Criminalizar alguém por estar infectado pelo HIV ainda é um grave problema em vários países do mundo, incluindo o Brasil. Ao menos 92 países têm leis específicas ou suficientemente vagas que permitem responsabilizar judicialmente uma pessoa que vive com o vírus por manter relações sexuais. A situação torna-se ainda mais grave pois a maioria das pessoas vivendo com HIV pertence a grupos populacionais socialmente mais vulneráveis.
Em relações sexuais consensuais, uma pessoa que vive com HIV precisa, obrigatoriamente, revelar seu status sorológico para o parceiro? A resposta é “não”. Sustentando esta posição, seguem algumas ponderações.
Em relação à prevenção de infecções sexualmente transmissíveis, ter uma relação sexual consensual traz responsabilidades para todos que dela tomam parte.
O tratamento com o coquetel de antirretrovirais é altamente eficaz no controle da multiplicação do HIV, permitindo que as pessoas consigam manter o HIV indetectável no sangue. Como consequência, deixam de transmitir o HIV por via sexual. Em diversos, extensos e repetidos estudos, os resultados são contundentes: pessoas que compõem casais cujo parceiro sexual vive com HIV e tem vírus indetectável não se infectaram, mesmo com relações sexuais sem proteção por camisinha masculina ou feminina. Como resultado, uma pessoa que vive com o HIV e está indetectável é um parceiro sexual mais seguro em uma relação sexual desprotegida do que alguém que não sabe se tem o vírus. Daí o conceito de “indetectável = não transmissor”.

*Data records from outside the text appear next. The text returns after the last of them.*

//! Resource Service - hope, stress and hit point tracking for open sheets
//!
//! Each open character gets a [`ResourceTracker`] holding the optimistic local
//! counters and the debounced writer that persists them. Trackers are
//! registered per character and closed (flushed) on teardown, after sitting
//! idle, or on shutdown. A tracker whose final write fails stays registered so
//! its retries keep running.

use std::collections::HashMap;
use std::sync::Arc;
use std::time::Duration;

use anyhow::{Context, Result};
use futures_util::future::join_all;
use serde::Serialize;
use tokio::sync::{Mutex, RwLock};
use tokio::time::Instant;
use tracing::{debug, info, instrument, warn};

use super::debounced_writer::{DebounceSettings, DebouncedWriter};
use super::errors::ServiceError;
use crate::application::ports::outbound::{CharacterDataPort, RepoError};
use crate::domain::entities::{Character, CharacterPatch};
use crate::domain::value_objects::{
    CharacterId, DualityRoll, ResourceCounter, ResourceKind, Trait, TraitScores, HOPE_CEILING,
    HOPE_FLOOR,
};

#[derive(Debug, thiserror::Error)]
pub enum ResourceError {
    #[error("The {0} maximum is fixed for this character")]
    FixedMaximum(ResourceKind),
    #[error("Failed to save resources: {0}")]
    Write(#[from] RepoError),
}

/// Current values of every tracked counter
#[derive(Debug, Clone, Copy, PartialEq, Eq, Serialize)]
pub struct ResourceSnapshot {
    pub hope: ResourceCounter,
    pub stress: ResourceCounter,
    pub hit_points: ResourceCounter,
}

impl ResourceSnapshot {
    fn of(character: &Character) -> Self {
        Self {
            hope: character.hope,
            stress: character.stress,
            hit_points: character.hit_points,
        }
    }

    fn get_mut(&mut self, kind: ResourceKind) -> &mut ResourceCounter {
        match kind {
            ResourceKind::Hope => &mut self.hope,
            ResourceKind::Stress => &mut self.stress,
            ResourceKind::HitPoints => &mut self.hit_points,
        }
    }

    /// Copy the tracked values onto a character loaded from storage
    pub fn overlay(&self, character: &mut Character) {
        character.hope = self.hope;
        character.stress = self.stress;
        character.hit_points = self.hit_points;
    }
}

/// Result of applying a duality roll to a character
#[derive(Debug, Clone, Copy, PartialEq, Eq, Serialize)]
pub struct RollResult {
    pub roll: DualityRoll,
    pub resources: ResourceSnapshot,
}

pub struct ResourceTracker {
    character_id: CharacterId,
    owner_id: String,
    traits: TraitScores,
    resources: Mutex<ResourceSnapshot>,
    writer: DebouncedWriter,
    last_used: Mutex<Instant>,
}

impl ResourceTracker {
    pub fn new(
        character: &Character,
        data: Arc<dyn CharacterDataPort>,
        settings: DebounceSettings,
    ) -> Self {
        Self {
            character_id: character.id,
            owner_id: character.owner_id.clone(),
            traits: character.traits,
            resources: Mutex::new(ResourceSnapshot::of(character)),
            writer: DebouncedWriter::new(character.id, data, settings),
            last_used: Mutex::new(Instant::now()),
        }
    }

    async fn touch(&self) {
        *self.last_used.lock().await = Instant::now();
    }

    async fn idle_for(&self) -> Duration {
        self.last_used.lock().await.elapsed()
    }

    pub async fn has_pending(&self) -> bool {
        self.writer.has_pending().await
    }

    pub async fn snapshot(&self) -> ResourceSnapshot {
        *self.resources.lock().await
    }

    /// Fill or clear one slot; the write follows once edits settle
    pub async fn toggle_slot(&self, kind: ResourceKind, index: u8, checked: bool) -> ResourceCounter {
        let counter = {
            let mut resources = self.resources.lock().await;
            let counter = resources.get_mut(kind);
            counter.toggle_slot(index, checked);
            *counter
        };
        self.writer
            .schedule(CharacterPatch::resource(kind, &counter))
            .await;
        counter
    }

    /// Adjust the hope maximum (clamped) and persist immediately
    pub async fn set_max(&self, kind: ResourceKind, max: u8) -> Result<ResourceCounter, ResourceError> {
        if kind != ResourceKind::Hope {
            return Err(ResourceError::FixedMaximum(kind));
        }
        let counter = {
            let mut resources = self.resources.lock().await;
            resources.hope.set_max(max.clamp(HOPE_FLOOR, HOPE_CEILING));
            resources.hope
        };
        self.writer
            .schedule(CharacterPatch::resource(kind, &counter))
            .await;
        self.writer.flush().await?;
        Ok(counter)
    }

    /// Apply a roll's resource consequences: Hope on success with Hope or a
    /// critical, and a cleared Stress on a critical.
    pub async fn apply_roll(&self, roll: DualityRoll) -> ResourceSnapshot {
        let snapshot = {
            let mut resources = self.resources.lock().await;
            if roll.grants_hope() {
                resources.hope.increment();
            }
            if roll.clears_stress() {
                resources.stress.decrement();
            }
            *resources
        };

        let mut patch = CharacterPatch::resource(ResourceKind::Hope, &snapshot.hope);
        if roll.clears_stress() {
            patch = patch.merge(CharacterPatch::resource(ResourceKind::Stress, &snapshot.stress));
        }
        self.writer.schedule(patch).await;
        snapshot
    }

    pub fn trait_score(&self, t: Trait) -> i8 {
        self.traits.get(t)
    }

    pub async fn flush(&self) -> Result<(), ResourceError> {
        Ok(self.writer.flush().await?)
    }
}

/// Registry of open resource trackers
pub struct ResourceService {
    data: Arc<dyn CharacterDataPort>,
    settings: DebounceSettings,
    trackers: RwLock<HashMap<CharacterId, Arc<ResourceTracker>>>,
}

impl ResourceService {
    pub fn new(data: Arc<dyn CharacterDataPort>, settings: DebounceSettings) -> Self {
        Self {
            data,
            settings,
            trackers: RwLock::new(HashMap::new()),
        }
    }

    /// Get the open tracker for a character the caller owns, loading it on
    /// first use
    #[instrument(skip(self))]
    pub async fn tracker(&self, owner_id: &str, id: CharacterId) -> Result<Arc<ResourceTracker>> {
        let open = self.trackers.read().await.get(&id).cloned();
        let tracker = match open {
            Some(tracker) => {
                Self::ensure_owner(&tracker, owner_id)?;
                tracker
            }
            None => self.open(owner_id, id).await?,
        };
        tracker.touch().await;
        Ok(tracker)
    }

    /// Load a character and register its tracker; only the owner may open one
    async fn open(&self, owner_id: &str, id: CharacterId) -> Result<Arc<ResourceTracker>> {
        let details = self
            .data
            .fetch_character(id)
            .await
            .context("Failed to load character for resource tracking")?
            .ok_or_else(|| ServiceError::character_not_found(id))?;
        if details.character.owner_id != owner_id {
            return Err(ServiceError::not_owner("Character").into());
        }

        let mut trackers = self.trackers.write().await;
        let tracker = trackers
            .entry(id)
            .or_insert_with(|| {
                debug!(character_id = %id, "Opened resource tracker");
                Arc::new(ResourceTracker::new(
                    &details.character,
                    self.data.clone(),
                    self.settings,
                ))
            })
            .clone();
        // A concurrent open may have registered first
        Self::ensure_owner(&tracker, owner_id)?;
        Ok(tracker)
    }

    /// Tracked values for a character, if a tracker is open
    pub async fn snapshot(&self, id: CharacterId) -> Option<ResourceSnapshot> {
        let tracker = self.trackers.read().await.get(&id).cloned()?;
        Some(tracker.snapshot().await)
    }

    #[instrument(skip(self), fields(character_id = %id, resource = %kind))]
    pub async fn toggle_slot(
        &self,
        owner_id: &str,
        id: CharacterId,
        kind: ResourceKind,
        index: u8,
        checked: bool,
    ) -> Result<ResourceCounter> {
        let tracker = self.tracker(owner_id, id).await?;
        Ok(tracker.toggle_slot(kind, index, checked).await)
    }

    #[instrument(skip(self), fields(character_id = %id, resource = %kind))]
    pub async fn set_max(
        &self,
        owner_id: &str,
        id: CharacterId,
        kind: ResourceKind,
        max: u8,
    ) -> Result<ResourceCounter> {
        let tracker = self.tracker(owner_id, id).await?;
        Ok(tracker.set_max(kind, max).await?)
    }

    /// Roll the duality dice for a character, optionally adding a trait score
    #[instrument(skip(self), fields(character_id = %id))]
    pub async fn roll(
        &self,
        owner_id: &str,
        id: CharacterId,
        with_trait: Option<Trait>,
        bonus: i32,
    ) -> Result<RollResult> {
        let tracker = self.tracker(owner_id, id).await?;
        let modifier = bonus + with_trait.map_or(0, |t| i32::from(tracker.trait_score(t)));
        let roll = DualityRoll::roll(&mut rand::thread_rng(), modifier);
        let resources = tracker.apply_roll(roll).await;

        info!(
            hope_die = roll.hope_die,
            fear_die = roll.fear_die,
            total = roll.total,
            outcome = ?roll.outcome,
            "Rolled duality dice"
        );
        Ok(RollResult { roll, resources })
    }

    /// Write pending changes now; a character with no open tracker has none
    pub async fn flush(&self, owner_id: &str, id: CharacterId) -> Result<()> {
        let tracker = self.trackers.read().await.get(&id).cloned();
        if let Some(tracker) = tracker {
            Self::ensure_owner(&tracker, owner_id)?;
            tracker.flush().await?;
        }
        Ok(())
    }

    /// Flush and drop the tracker for a character
    #[instrument(skip(self))]
    pub async fn close(&self, owner_id: &str, id: CharacterId) -> Result<()> {
        let tracker = self.trackers.read().await.get(&id).cloned();
        if let Some(tracker) = tracker {
            Self::ensure_owner(&tracker, owner_id)?;
            debug!(character_id = %id, "Closing resource tracker");
            self.retire(id, &tracker).await?;
        }
        Ok(())
    }

    /// Flush a tracker, then unregister it once nothing is left pending. A
    /// failed flush leaves it registered with its patch still pending.
    async fn retire(&self, id: CharacterId, tracker: &Arc<ResourceTracker>) -> Result<(), ResourceError> {
        loop {
            tracker.flush().await?;
            let mut trackers = self.trackers.write().await;
            // Edits that arrived during the flush go out before the tracker does
            if tracker.has_pending().await {
                continue;
            }
            if trackers.get(&id).is_some_and(|open| Arc::ptr_eq(open, tracker)) {
                trackers.remove(&id);
            }
            return Ok(());
        }
    }

    /// Close every tracker unused for `max_idle`; returns how many were closed
    pub async fn evict_idle(&self, max_idle: Duration) -> usize {
        let open: Vec<_> = self
            .trackers
            .read()
            .await
            .iter()
            .map(|(id, tracker)| (*id, tracker.clone()))
            .collect();

        let mut evicted = 0;
        for (id, tracker) in open {
            if tracker.idle_for().await < max_idle {
                continue;
            }
            match self.retire(id, &tracker).await {
                Ok(()) => evicted += 1,
                Err(e) => {
                    warn!(character_id = %id, error = %e, "Idle tracker kept open after failed flush")
                }
            }
        }
        if evicted > 0 {
            debug!(evicted, "Closed idle resource trackers");
        }
        evicted
    }

    fn ensure_owner(tracker: &ResourceTracker, owner_id: &str) -> Result<(), ServiceError> {
        if tracker.owner_id != owner_id {
            return Err(ServiceError::not_owner("Character"));
        }
        Ok(())
    }

    /// Flush every open tracker, typically on shutdown
    pub async fn flush_all(&self) {
        let trackers: Vec<_> = self.trackers.read().await.values().cloned().collect();
        let results = join_all(trackers.iter().map(|t| t.flush())).await;
        for (tracker, result) in trackers.iter().zip(results) {
            if let Err(e) = result {
                warn!(character_id = %tracker.character_id, error = %e, "Failed to flush resources");
            }
        }
    }
}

A recomendação é partilhada pelo Programa Conjunto das Nações Unidas para HIV/Aids (UNAIDS), que também sugere aos países respeito à confidencialidade das pessoas que vivem com o vírus, auxiliando no combate ao preconceito e favorecendo o acesso aos serviços de saúde. Continuar criminalizando pessoas somente porque vivem com o HIV trilha o caminho inverso.
Comparando HIV aos demais agentes de infecções sexualmente transmissíveis, nota-se que estes também podem levar a consequências potencialmente graves. Por exemplo, a sífilis, na forma terciária, pode comprometer órgãos e sistemas, inclusive as funções neurológicas. A gonorréia pode levar à infertilidade. O HPV pode levar a câncer genital, especialmente em mulheres. Não há, nestas circunstâncias, o mesmo movimento de imputação de culpa por ter ocorrido transmissão por sexo.
Passados alguns dias, o caso apresentado no começo do texto foi esclarecido pelo delegado: o acusado fazia seu tratamento regularmente e tinha carga viral indetectável, enquanto quem acusou, por má fé, buscava uma oportunidade de extorsão.
Ao contrário de criminalizar as pessoas que vivem com HIV, é preciso fortalecer os serviços de saúde para promoção da prevenção de infecções sexualmente transmissíveis, facilitar acesso a testes para agentes transmissíveis por via sexual e assegurar tratamento com remédios do coquetel antirretroviral aos que vivem com o HIV. Cabe, aqui, discutir uma campanha que esclareça melhor à sociedade o conceito “indetectável = não transmissor”.
Já passou a hora de resolver esse problema de saúde pública e, também, de direitos humanos.